Hunold, der die damals marode Air Berlin 1991 von den Amerikanern übernahm und in 15 Jahren zur Nummer zwei hinter der Lufthansa ausbaute, hält seine Mitarbeiter kurz. Die Piloten fliegen länger als beim Marktführer, die Flugbegleiter werden schlechter bezahlt und müssen einen Teil der Ausbildungskosten selbst tragen, Freiflüge fürs Personal sind die Ausnahme. Dass ihm die Mitarbeiter nicht in Scharen davonlaufen, liegt vor allem am Chef selbst. "Der Achim", wie die Air Berliner ihren Chef nennen, sei launisch und stur, aber auch fair und herzlich. Legendär sind seine Betriebsfeiern zweimal jährlich, bei denen der leger gekleidete Chef schon mal bis in die frühen Morgenstunden Bier zapft.

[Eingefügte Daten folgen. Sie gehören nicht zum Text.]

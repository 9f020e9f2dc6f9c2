//! One-time process setup: daemonizing, pidfile, umask, chroot, and the
//! switch to an unprivileged user.
//!
//! Order matters. [`daemonize`] forks, so it must run before the Tokio
//! runtime starts any threads. [`drop_privileges`] runs after the
//! listeners are bound so privileged ports still work.

use std::ffi::CString;
use std::io;
use std::os::unix::ffi::OsStrExt;
use std::path::{Path, PathBuf};

use tilehost_config::ProcessSettings;
use tracing::{debug, info};

use crate::TilehostError;

fn startup(what: &str, e: io::Error) -> TilehostError {
    TilehostError::Startup(format!("{what}: {e}"))
}

fn check(rc: libc::c_int, what: &str) -> Result<(), TilehostError> {
    if rc == -1 {
        return Err(startup(what, io::Error::last_os_error()));
    }
    Ok(())
}

fn c_path(path: &Path) -> Result<CString, TilehostError> {
    CString::new(path.as_os_str().as_bytes())
        .map_err(|_| TilehostError::Startup(format!("path contains NUL: {}", path.display())))
}

/// Detaches from the controlling terminal: fork, exit the parent,
/// `setsid`, point the standard streams at `/dev/null`.
///
/// # Errors
/// [`TilehostError::Startup`] if any step fails.
pub fn daemonize() -> Result<(), TilehostError> {
    // SAFETY: called from `main` before the runtime or any other thread
    // exists, so the child inherits a consistent single-threaded process.
    let pid = unsafe { libc::fork() };
    match pid {
        -1 => return Err(startup("fork", io::Error::last_os_error())),
        0 => {}
        // SAFETY: `_exit` skips destructors and atexit handlers the child
        // still needs.
        _ => unsafe { libc::_exit(0) },
    }

    // SAFETY: plain syscall with no pointer arguments.
    check(unsafe { libc::setsid() }, "setsid")?;

    let devnull = c"/dev/null";
    // SAFETY: `devnull` is a valid NUL-terminated string.
    let fd = unsafe { libc::open(devnull.as_ptr(), libc::O_RDWR) };
    check(fd, "open /dev/null")?;
    for target in [libc::STDIN_FILENO, libc::STDOUT_FILENO, libc::STDERR_FILENO] {
        // SAFETY: both descriptors are open.
        check(unsafe { libc::dup2(fd, target) }, "dup2")?;
    }
    if fd > libc::STDERR_FILENO {
        // SAFETY: `fd` is ours and no longer needed.
        unsafe { libc::close(fd) };
    }
    Ok(())
}

/// Sets the file mode creation mask. Returns the previous mask.
pub fn apply_umask(mask: u32) -> u32 {
    // SAFETY: umask cannot fail.
    let old = unsafe { libc::umask(mask as libc::mode_t) };
    debug!(umask = format!("{mask:04o}"), "umask set");
    old as u32
}

/// A written pidfile, removed again on drop.
#[derive(Debug)]
pub struct PidFile {
    path: PathBuf,
}

impl PidFile {
    /// Writes the current pid to `path`.
    ///
    /// # Errors
    /// [`TilehostError::Startup`] if the file cannot be written.
    pub fn create(path: &Path) -> Result<Self, TilehostError> {
        std::fs::write(path, format!("{}\n", std::process::id()))
            .map_err(|e| startup(&format!("pidfile {}", path.display()), e))?;
        Ok(Self {
            path: path.to_path_buf(),
        })
    }

    /// Where the file is seen from inside `root` after a chroot. A file
    /// outside the new root cannot be removed later.
    pub fn rebase(&mut self, root: &Path) {
        if let Ok(inside) = self.path.strip_prefix(root) {
            self.path = Path::new("/").join(inside);
        }
    }

    pub fn path(&self) -> &Path {
        &self.path
    }
}

impl Drop for PidFile {
    fn drop(&mut self) {
        if let Err(e) = std::fs::remove_file(&self.path) {
            debug!(path = %self.path.display(), error = %e, "pidfile not removed");
        }
    }
}

/// Applies `chroot`, then `gid`, then `uid` from `[process]`.
///
/// The group is switched before the user, while we still may.
///
/// # Errors
/// [`TilehostError::Startup`] naming the step that failed.
pub fn drop_privileges(settings: &ProcessSettings, pidfile: Option<&mut PidFile>) -> Result<(), TilehostError> {
    if let Some(root) = &settings.chroot {
        let c_root = c_path(root)?;
        // SAFETY: `c_root` is a valid NUL-terminated path.
        check(unsafe { libc::chroot(c_root.as_ptr()) }, "chroot")?;
        // SAFETY: literal NUL-terminated path.
        check(unsafe { libc::chdir(c"/".as_ptr()) }, "chdir /")?;
        if let Some(pidfile) = pidfile {
            pidfile.rebase(root);
        }
        info!(root = %root.display(), "changed root directory");
    }
    if let Some(gid) = settings.gid {
        // SAFETY: an empty list needs no valid pointer.
        check(unsafe { libc::setgroups(0, std::ptr::null()) }, "setgroups")?;
        // SAFETY: plain syscall with no pointer arguments.
        check(unsafe { libc::setgid(gid as libc::gid_t) }, "setgid")?;
        info!(gid, "switched group");
    }
    if let Some(uid) = settings.uid {
        // SAFETY: plain syscall with no pointer arguments.
        check(unsafe { libc::setuid(uid as libc::uid_t) }, "setuid")?;
        info!(uid, "switched user");
    }
    Ok(())
}

#[cfg(test)]
mod tests {
    use super::*;

    #[test]
    fn test_pidfile_create_writes_pid_and_drop_removes() {
        let dir = tempfile::tempdir().unwrap();
        let path = dir.path().join("tilehost.pid");
        {
            let pidfile = PidFile::create(&path).unwrap();
            let content = std::fs::read_to_string(pidfile.path()).unwrap();
            assert_eq!(content.trim(), std::process::id().to_string());
        }
        assert!(!path.exists());
    }

    #[test]
    fn test_pidfile_rebase_inside_root_strips_prefix() {
        let dir = tempfile::tempdir().unwrap();
        let path = dir.path().join("run/tilehost.pid");
        let mut pidfile = PidFile { path };
        pidfile.rebase(dir.path());
        assert_eq!(pidfile.path(), Path::new("/run/tilehost.pid"));
        std::mem::forget(pidfile);
    }

    #[test]
    fn test_pidfile_rebase_outside_root_keeps_path() {
        let mut pidfile = PidFile {
            path: PathBuf::from("/var/run/tilehost.pid"),
        };
        pidfile.rebase(Path::new("/srv/chroot"));
        assert_eq!(pidfile.path(), Path::new("/var/run/tilehost.pid"));
        std::mem::forget(pidfile);
    }

    #[test]
    fn test_drop_privileges_nothing_configured_is_ok() {
        assert!(drop_privileges(&ProcessSettings::default(), None).is_ok());
    }

    #[test]
    fn test_apply_umask_returns_previous() {
        let old = apply_umask(0o022);
        assert_eq!(apply_umask(old), 0o022);
    }
}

Künftig muss sich Hunold, der stets betonte, er wolle nicht fremdbestimmt sein, den Zwängen des Kapitalmarktes unterwerfen. Eine erste Lektion musste er bereits vor dem nun für Donnerstag geplanten Börsengang lernen und auf Druck der Investoren seine Preisvorstellung nach unten korrigieren. Denn die zahlenverliebten Finanzexperten beeindruckt Hunolds hemdsärmelige Art wenig - sie sind vor allem an der Bilanz interessiert. Doch da hat sich Hunold bisher gar nicht gerne reinsehen lassen und sogar immer ein paar Flugzeuge unterschlagen, wie er kürzlich zugab. "Warum sollte ich anderen meine Zahlen zeigen? Die mache ich doch nur neidisch." Allerdings waren die Zahlen in den vergangenen zwei Jahren rot und nicht schwarz.

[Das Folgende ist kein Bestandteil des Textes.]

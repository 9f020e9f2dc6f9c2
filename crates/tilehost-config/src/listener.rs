//! Listener endpoint resolution.
//!
//! Each protocol (plain, TLS) is configured either with a single
//! address/port pair or with an explicit list of pairs. When the list is
//! present it replaces the single pair for that protocol entirely.

use std::fmt;
use std::path::PathBuf;

use serde::{Deserialize, Serialize};

/// One address/port pair the server listens on.
#[derive(Debug, Clone, PartialEq, Eq, Hash)]
pub struct ListenerEndpoint {
    /// Host or IP. Empty means all interfaces.
    pub address: String,
    pub port: u16,
    pub tls: bool,
}

impl ListenerEndpoint {
    pub fn plain(address: impl Into<String>, port: u16) -> Self {
        Self {
            address: address.into(),
            port,
            tls: false,
        }
    }

    pub fn tls(address: impl Into<String>, port: u16) -> Self {
        Self {
            address: address.into(),
            port,
            tls: true,
        }
    }

    /// The string handed to `TcpListener::bind`.
    ///
    /// An empty address binds every IPv4 interface; bare IPv6 literals
    /// are bracketed.
    pub fn bind_addr(&self) -> String {
        match self.address.as_str() {
            "" => format!("0.0.0.0:{}", self.port),
            a if a.contains(':') && !a.starts_with('[') => format!("[{a}]:{}", self.port),
            a => format!("{a}:{}", self.port),
        }
    }
}

impl fmt::Display for ListenerEndpoint {
    fn fmt(&self, f: &mut fmt::Formatter<'_>) -> fmt::Result {
        let scheme = if self.tls { "tls" } else { "plain" };
        write!(f, "{scheme}://{}", self.bind_addr())
    }
}

/// `[listen]` table: plaintext listeners.
#[derive(Debug, Clone, Serialize, Deserialize)]
#[serde(default)]
pub struct ListenSettings {
    /// Set to `false` to serve TLS only.
    pub bind_nonsecure: bool,
    pub bind_address: String,
    pub bind_port: u16,
    /// Overrides `bind_address`/`bind_port` when present.
    pub bind_pairs: Option<Vec<(String, u16)>>,
}

impl Default for ListenSettings {
    fn default() -> Self {
        Self {
            bind_nonsecure: true,
            bind_address: String::new(),
            bind_port: 8080,
            bind_pairs: None,
        }
    }
}

/// `[tls]` table. Its absence disables TLS without error.
#[derive(Debug, Clone, Serialize, Deserialize)]
pub struct TlsSettings {
    pub certfile: PathBuf,
    pub keyfile: PathBuf,
    #[serde(default)]
    pub address: String,
    #[serde(default = "default_tls_port")]
    pub port: u16,
    /// Overrides `address`/`port` when present.
    #[serde(default)]
    pub bind_pairs: Option<Vec<(String, u16)>>,
}

fn default_tls_port() -> u16 {
    8081
}

/// Expands the listen settings into the full endpoint list, plain first.
pub fn resolve_endpoints(
    listen: &ListenSettings,
    tls: Option<&TlsSettings>,
) -> Vec<ListenerEndpoint> {
    let mut endpoints = Vec::new();

    if listen.bind_nonsecure {
        match &listen.bind_pairs {
            Some(pairs) => endpoints.extend(
                pairs.iter().map(|(a, p)| ListenerEndpoint::plain(a.clone(), *p)),
            ),
            None => endpoints.push(ListenerEndpoint::plain(
                listen.bind_address.clone(),
                listen.bind_port,
            )),
        }
    }

    if let Some(tls) = tls {
        match &tls.bind_pairs {
            Some(pairs) => endpoints.extend(
                pairs.iter().map(|(a, p)| ListenerEndpoint::tls(a.clone(), *p)),
            ),
            None => endpoints.push(ListenerEndpoint::tls(tls.address.clone(), tls.port)),
        }
    }

    endpoints
}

Dennoch: Für das, was Hunold in 15 Jahren aus Air Berlin gemacht hat, zollt ihm selbst die Konkurrenz Respekt. Doch es gab Zeiten, da klappte für den heutigen Vater von vier Kindern gar nichts. Eine Sportverletzung durchkreuzte seinen Traum, Pilot zu werden. Danach quälte er sich 20 Semester lang mit Jura, fiel durch die Prüfung und schmiss 1978 entnervt und ohne Abschluss das Studium.

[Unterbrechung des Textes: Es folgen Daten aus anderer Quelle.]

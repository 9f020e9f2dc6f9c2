//! A stand-in game for exercising the server end to end.
//!
//! Accepts the same launch arguments as a real game, connects to the
//! socket given by `-webtiles-socket`, greets the player, and echoes each
//! line of input back. A few lines are commands:
//!
//! - `quit` exits with status 0
//! - `crash` exits with status 3
//! - `close` closes the socket and keeps running
//! - `leave` closes the socket, then exits with status 0 a second later
//! - `stall` keeps the socket open but never reads from it again
//!
//! With `-ignore-hup` among its options it survives SIGHUP, so only a kill
//! stops it.

use std::path::PathBuf;

use tokio::io::{AsyncBufReadExt, AsyncWriteExt, BufReader};
use tokio::net::UnixStream;
use tokio::signal::unix::{signal, SignalKind};

#[derive(Debug, Default)]
struct Args {
    name: String,
    socket: Option<PathBuf>,
    ignore_hup: bool,
}

fn parse_args(args: impl Iterator<Item = String>) -> Args {
    let mut parsed = Args::default();
    let mut args = args.skip(1);
    while let Some(arg) = args.next() {
        match arg.as_str() {
            "-name" => parsed.name = args.next().unwrap_or_default(),
            "-webtiles-socket" => parsed.socket = args.next().map(PathBuf::from),
            "-ignore-hup" => parsed.ignore_hup = true,
            "-rc" | "-macro" | "-morgue" => {
                args.next();
            }
            _ => {}
        }
    }
    parsed
}

#[tokio::main(flavor = "current_thread")]
async fn main() -> std::io::Result<()> {
    let args = parse_args(std::env::args());
    let Some(socket) = args.socket else {
        eprintln!("echo game: -webtiles-socket is required");
        std::process::exit(2);
    };

    // Installing a handler replaces the default action, which is to exit.
    let _hangup = if args.ignore_hup {
        Some(signal(SignalKind::hangup())?)
    } else {
        None
    };

    let stream = UnixStream::connect(&socket).await?;
    let (reader, mut writer) = stream.into_split();
    writer
        .write_all(format!("welcome {}\r\n", args.name).as_bytes())
        .await?;

    let mut lines = BufReader::new(reader).lines();
    while let Some(line) = lines.next_line().await? {
        match line.trim() {
            "quit" => {
                writer.write_all(b"bye\r\n").await?;
                std::process::exit(0);
            }
            "crash" => {
                eprintln!("echo game: crashing on request");
                std::process::exit(3);
            }
            "close" => {
                drop(writer);
                drop(lines);
                std::future::pending::<()>().await;
                return Ok(());
            }
            "leave" => {
                drop(writer);
                drop(lines);
                tokio::time::sleep(std::time::Duration::from_secs(1)).await;
                std::process::exit(0);
            }
            "stall" => {
                writer.write_all(b"stalled\r\n").await?;
                std::future::pending::<()>().await;
                return Ok(());
            }
            other => {
                writer.write_all(format!("echo: {other}\r\n").as_bytes()).await?;
            }
        }
    }

    // The server hung up; behave like a game that saves and exits.
    Ok(())
}
//! Wire protocol for Tilehost.
//!
//! - **Types** ([`ClientMessage`], [`ServerMessage`]): JSON objects tagged
//!   by their `msg` field.
//! - **Codec** ([`Codec`], [`JsonCodec`]): bytes to messages and back.
//! - **UTF-8 carry** ([`Utf8Carry`]): turns raw game output into text
//!   without splitting characters.
//!
//! The protocol layer knows nothing about sockets, sessions or games. It
//! only knows the shapes of the messages.

mod codec;
mod error;
mod types;
mod utf8;

pub use codec::Codec;
#[cfg(feature = "json")]
pub use codec::JsonCodec;
pub use error::ProtocolError;
pub use types::{
    ClientMessage, EndReason, ErrorCode, GameInfo, LobbyEntry, ServerMessage,
};
pub use utf8::Utf8Carry;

Seinem Traum vom Fliegen näherte er sich von ganz unten. Hunold heuerte als Gepäckverlader am Düsseldorfer Flughafen an, wo er sich innerhalb weniger Jahre bis zum stellvertretenden Stationsleiter hochdiente. 1982 ging er als "Mädchen für alles" in die Verkaufsabteilung von LTU, wo er es in acht Jahren zum Marketingchef brachte. Als der gebürtige Düsseldorfer 1990 bei der Beförderung in den LTU-Vorstand übergangen wurde, kündigte er und übernahm ein Jahr später mit einer Handvoll Investoren Air Berlin. Dass LTU später in finanzielle Turbulenzen geriet und ihm zum Kauf angeboten wurde, mag Hunold als heimliche Genugtuung empfunden haben.